## Data Ingestion.

In [4]:
## if packages aren't installed yet, run the following line
# !pip install matplotlib seaborn pandas numpy pandas_datareader requests_cache

import pandas as pd
import numpy as np
import matplotlib.pyplot as plt
import seaborn as sns
sns.set_style('whitegrid')
plt.style.use("fivethirtyeight")
%matplotlib inline
## For reading stock data from yahoo
from pandas_datareader.data import DataReader
## the following package is used with the datareader to prevent overburdening the site.
import requests_cache
## For time stamps
from datetime import datetime, timedelta, date

In [7]:
## The tech stocks we'll use for this analysis
stock_list = ['GSIT', 'ICAD', 'XAIR', 'LTRN', 'ARKK', 'ARKF', 'ARKW']
## Set up End and Start times for data grab
end = datetime.now()
start = datetime(end.year - 5, end.month, end.day)

## set up cache
expire_after = timedelta(days=1)
session = requests_cache.CachedSession(cache_name='cache', backend='sqlite', expire_after=expire_after)
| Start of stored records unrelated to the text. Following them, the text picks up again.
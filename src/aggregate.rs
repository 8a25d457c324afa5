//! Summary metrics and chart-ready series for a set of trips and charges.
//!
//! Everything here is a pure function of its inputs. Memoization belongs to
//! the layout cache, not to this module.

use std::collections::BTreeMap;

use serde::Serialize;

use crate::types::{ChargingSession, Trip};
use crate::utils::serialize_finite;

const SPEED_BUCKET_KMH: f64 = 10.0;
const TEMPERATURE_BUCKET_C: f64 = 5.0;

#[derive(Debug, Clone, PartialEq, Serialize)]
#[serde(rename_all = "camelCase")]
pub struct SeriesPoint {
    pub at: i64,
    pub value: f64,
}

/// Mean consumption over the half-open range `[from, to)`.
#[derive(Debug, Clone, PartialEq, Serialize)]
#[serde(rename_all = "camelCase")]
pub struct Bucket {
    pub from: f64,
    pub to: f64,
    pub mean_consumption: f64,
    pub trips: usize,
}

#[derive(Debug, Clone, Copy, PartialEq, Serialize)]
#[serde(rename_all = "camelCase")]
pub struct AxisBounds {
    pub first_start: i64,
    pub last_start: i64,
    pub min_consumption: Option<f64>,
    pub max_consumption: Option<f64>,
}

#[derive(Debug, Clone, Default, PartialEq, Serialize)]
#[serde(rename_all = "camelCase")]
pub struct ChargingTotals {
    pub sessions: usize,
    pub energy_kwh: f64,
    pub cost: f64,
    /// Sessions without a price are excluded from `cost` and counted here.
    pub unpriced_sessions: usize,
    pub mean_price_per_kwh: Option<f64>,
}

#[derive(Debug, Clone, PartialEq, Serialize)]
#[serde(rename_all = "camelCase")]
pub struct Summary {
    pub trip_count: usize,
    pub total_distance_km: f64,
    pub total_consumption_kwh: f64,
    /// kWh/100km averaged over trips; NaN when no trip has a usable distance.
    #[serde(serialize_with = "serialize_finite")]
    pub mean_consumption: f64,
    pub axis: Option<AxisBounds>,
    pub consumption_over_time: Vec<SeriesPoint>,
    pub consumption_by_speed: Vec<Bucket>,
    pub consumption_by_temperature: Vec<Bucket>,
    pub charging: ChargingTotals,
}

impl Summary {
    pub fn has_consumption(&self) -> bool {
        self.mean_consumption.is_finite()
    }

    pub fn consumption_text(&self) -> String {
        if self.has_consumption() {
            format!("Average consumption: {:.1} kWh/100km", self.mean_consumption)
        } else {
            "Average consumption: no data".to_string()
        }
    }
}

pub fn aggregate(trips: &[Trip], sessions: &[ChargingSession]) -> Summary {
    let consumption_over_time: Vec<SeriesPoint> = trips
        .iter()
        .filter_map(|trip| {
            trip.consumption_per_100km().map(|value| SeriesPoint {
                at: trip.start_millis(),
                value,
            })
        })
        .collect();

    let mean_consumption = mean(consumption_over_time.iter().map(|p| p.value));

    Summary {
        trip_count: trips.len(),
        total_distance_km: trips.iter().map(|t| t.distance_km).sum(),
        total_consumption_kwh: trips.iter().map(|t| t.consumption_kwh).sum(),
        mean_consumption,
        axis: axis_bounds(trips, &consumption_over_time),
        consumption_by_speed: bucketize(trips, SPEED_BUCKET_KMH, Trip::speed_average),
        consumption_by_temperature: bucketize(trips, TEMPERATURE_BUCKET_C, |t| t.mean_temp_c),
        consumption_over_time,
        charging: charging_totals(sessions),
    }
}

fn mean(values: impl Iterator<Item = f64>) -> f64 {
    let (sum, count) = values.fold((0.0, 0usize), |(sum, count), v| (sum + v, count + 1));
    if count == 0 {
        f64::NAN
    } else {
        sum / count as f64
    }
}

fn axis_bounds(trips: &[Trip], consumption: &[SeriesPoint]) -> Option<AxisBounds> {
    let first_start = trips.iter().map(Trip::start_millis).min()?;
    let last_start = trips.iter().map(Trip::start_millis).max()?;

    let min_consumption = consumption.iter().map(|p| p.value).reduce(f64::min);
    let max_consumption = consumption.iter().map(|p| p.value).reduce(f64::max);

    Some(AxisBounds {
        first_start,
        last_start,
        min_consumption,
        max_consumption,
    })
}

/// Group trips by `key` into fixed-width buckets and average their consumption.
fn bucketize(trips: &[Trip], width: f64, key: impl Fn(&Trip) -> Option<f64>) -> Vec<Bucket> {
    let mut buckets: BTreeMap<i64, (f64, usize)> = BTreeMap::new();

    for trip in trips {
        let (Some(k), Some(consumption)) = (key(trip), trip.consumption_per_100km()) else {
            continue;
        };
        if !k.is_finite() {
            continue;
        }
        let slot = buckets.entry((k / width).floor() as i64).or_insert((0.0, 0));
        slot.0 += consumption;
        slot.1 += 1;
    }

    buckets
        .into_iter()
        .map(|(index, (sum, count))| Bucket {
            from: index as f64 * width,
            to: index.saturating_add(1) as f64 * width,
            mean_consumption: sum / count as f64,
            trips: count,
        })
        .collect()
}

fn charging_totals(sessions: &[ChargingSession]) -> ChargingTotals {
    let mut totals = ChargingTotals {
        sessions: sessions.len(),
        ..ChargingTotals::default()
    };
    let mut priced_energy = 0.0;

    for session in sessions {
        let energy = session.energy_kwh.unwrap_or(0.0);
        totals.energy_kwh += energy;
        match session.price {
            Some(price) => {
                totals.cost += price;
                priced_energy += energy;
            }
            None => totals.unpriced_sessions += 1,
        }
    }

    if priced_energy > 0.0 {
        totals.mean_price_per_kwh = Some(totals.cost / priced_energy);
    }
    totals
}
## For loop for grabing yahoo finance data and setting as a dataframe
for stock in stock_list:   
    ## Set DataFrame as the Stock Ticker
    globals()[stock] = DataReader(stock, 'yahoo', start, end, session=session)
## Quick note: Using globals() is a sloppy way of setting the DataFrame names, but its simple

## these are from the globals() variables
company_list = [GSIT, ICAD, XAIR, LTRN, ARKK, ARKF, ARKW]
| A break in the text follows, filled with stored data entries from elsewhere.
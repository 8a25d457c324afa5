//! Log subscriber setup.
//!
//! `TRIPBOARD_LOG` takes an `EnvFilter` directive (default `info`) for the
//! stderr output. Setting `TRIPBOARD_DEBUG_LOG` also writes this crate's
//! debug-level events, with thread ids, to `$TMPDIR/tripboard-debug.log`.

use std::fs::{File, OpenOptions};
use std::path::PathBuf;
use std::sync::Mutex;

use anyhow::{Context, Result};
use tracing_subscriber::{EnvFilter, Layer, fmt, layer::SubscriberExt, util::SubscriberInitExt};

pub const LOG_ENV: &str = "TRIPBOARD_LOG";
pub const DEBUG_LOG_ENV: &str = "TRIPBOARD_DEBUG_LOG";

const DEFAULT_DIRECTIVE: &str = "info";
const DEBUG_DIRECTIVE: &str = "tripboard=debug";

pub fn debug_log_path() -> PathBuf {
    std::env::temp_dir().join("tripboard-debug.log")
}

fn stderr_filter() -> EnvFilter {
    EnvFilter::try_from_env(LOG_ENV).unwrap_or_else(|_| EnvFilter::new(DEFAULT_DIRECTIVE))
}

fn open_debug_log() -> Result<File> {
    let path = debug_log_path();
    OpenOptions::new()
        .create(true)
        .write(true)
        .truncate(true)
        .open(&path)
        .with_context(|| format!("Failed to open debug log {}", path.display()))
}

/// Install the global subscriber. Call once at startup.
pub fn init() -> Result<()> {
    let stderr = fmt::layer()
        .with_writer(std::io::stderr)
        .with_target(false)
        .with_filter(stderr_filter());

    let debug_file = match std::env::var_os(DEBUG_LOG_ENV) {
        Some(_) => Some(open_debug_log()?),
        None => None,
    };
    let file = debug_file.map(|file| {
        fmt::layer()
            .with_writer(Mutex::new(file))
            .with_ansi(false)
            .with_thread_ids(true)
            .with_filter(EnvFilter::new(DEBUG_DIRECTIVE))
    });

    tracing_subscriber::registry()
        .with(stderr)
        .with(file)
        .try_init()
        .context("Failed to install log subscriber")?;

    tracing::debug!(path = %debug_log_path().display(), "Logging initialized");
    Ok(())
}
use bevy::prelude::*;
use std::collections::VecDeque;

/// Minimum number of samples a history keeps room for.
pub const MIN_HISTORY_CAPACITY: usize = 64;

pub fn manhattan(a: Vec2, b: Vec2) -> f32 {
    (a.x - b.x).abs() + (a.y - b.y).abs()
}

/// Bounded trail of a train head's past positions, oldest first.
///
/// Samples are appended only after the head has moved past the record
/// threshold, so a stationary head does not flush its own history. Marker
/// `i` lives `(i + 1) * gap` samples behind the newest one.
#[derive(Debug, Clone, Default, PartialEq)]
pub struct TrainHistory {
    samples: VecDeque<Vec2>,
    capacity: usize,
}

impl TrainHistory {
    pub fn new(start: Vec2, markers: usize, gap: usize) -> Self {
        let mut history = Self { samples: VecDeque::new(), capacity: 0 };
        history.ensure_capacity(markers, gap);
        history.samples.push_back(start);
        history
    }

    pub fn required_capacity(markers: usize, gap: usize) -> usize {
        MIN_HISTORY_CAPACITY.max((markers + 2) * gap + 8)
    }

    /// Grow the bound to fit `markers`. Never shrinks.
    pub fn ensure_capacity(&mut self, markers: usize, gap: usize) {
        let required = Self::required_capacity(markers, gap);
        if required > self.capacity {
            self.capacity = required;
            self.samples.reserve(required.saturating_sub(self.samples.len()));
        }
    }

    pub fn capacity(&self) -> usize {
        self.capacity
    }

    pub fn len(&self) -> usize {
        self.samples.len()
    }

    pub fn is_empty(&self) -> bool {
        self.samples.is_empty()
    }

    pub fn newest(&self) -> Option<Vec2> {
        self.samples.back().copied()
    }

    pub fn oldest(&self) -> Option<Vec2> {
        self.samples.front().copied()
    }

    pub fn iter(&self) -> impl Iterator<Item = &Vec2> {
        self.samples.iter()
    }

    /// Append `pos` if the head moved more than `threshold` (Manhattan)
    /// since the newest sample. Returns whether a sample was taken.
    pub fn record(&mut self, pos: Vec2, threshold: f32) -> bool {
        if let Some(last) = self.newest() {
            if manhattan(pos, last) <= threshold {
                return false;
            }
        }
        self.samples.push_back(pos);
        while self.samples.len() > self.capacity.max(1) {
            self.samples.pop_front();
        }
        true
    }

    /// Make sure `markers` markers fit behind the newest sample by
    /// prepending samples interpolated from the oldest sample to `toward`.
    /// The new oldest sample is exactly `toward`.
    pub fn backfill(&mut self, markers: usize, gap: usize, toward: Vec2) {
        self.ensure_capacity(markers, gap);
        let needed = markers * gap + 1;
        if self.samples.is_empty() {
            self.samples.push_back(toward);
        }
        let missing = needed.saturating_sub(self.samples.len());
        let Some(oldest) = self.oldest() else {
            return;
        };
        for step in 1..=missing {
            let t = step as f32 / missing as f32;
            self.samples.push_front(oldest.lerp(toward, t));
        }
    }

    /// Position of marker `ordinal`, `frac` of the way from its own sample
    /// to the next newer one.
    pub fn marker_position(&self, ordinal: usize, gap: usize, frac: f32) -> Option<Vec2> {
        let newest = self.samples.len().checked_sub(1)?;
        let back = (ordinal + 1) * gap;
        debug_assert!(back <= newest, "marker {} needs {} samples, history has {}", ordinal, back + 1, newest + 1);
        let idx = newest.saturating_sub(back);
        let a = self.samples[idx];
        let b = self.samples[(idx + 1).min(newest)];
        Some(a.lerp(b, frac.clamp(0.0, 1.0)))
    }

    /// Squared distance from `pos` to the closest recorded sample.
    pub fn min_distance_sq(&self, pos: Vec2) -> Option<f32> {
        self.samples
            .iter()
            .map(|s| s.distance_squared(pos))
            .min_by(|a, b| a.total_cmp(b))
    }
}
for company, stock_name in zip(company_list, stock_list):
    company["company_name"] = stock_name

## adds all the dataframes into one larger
stocks_df = pd.concat(company_list, axis=0)
## shows a random selection of rows
stocks_df.sample(n=10) 
stocks_df.to_pickle('../data/stocks_df_{}.pickle'.format(date.today()))

In [6]:
for name in stock_list:
    print(name, len(stocks_df[stocks_df.company_name==name]['Adj Close'].values))

GSIT 1260
ICAD 1260
XAIR 678
LTRN 175
ARKK 1260
ARKF 516
ARKW 1260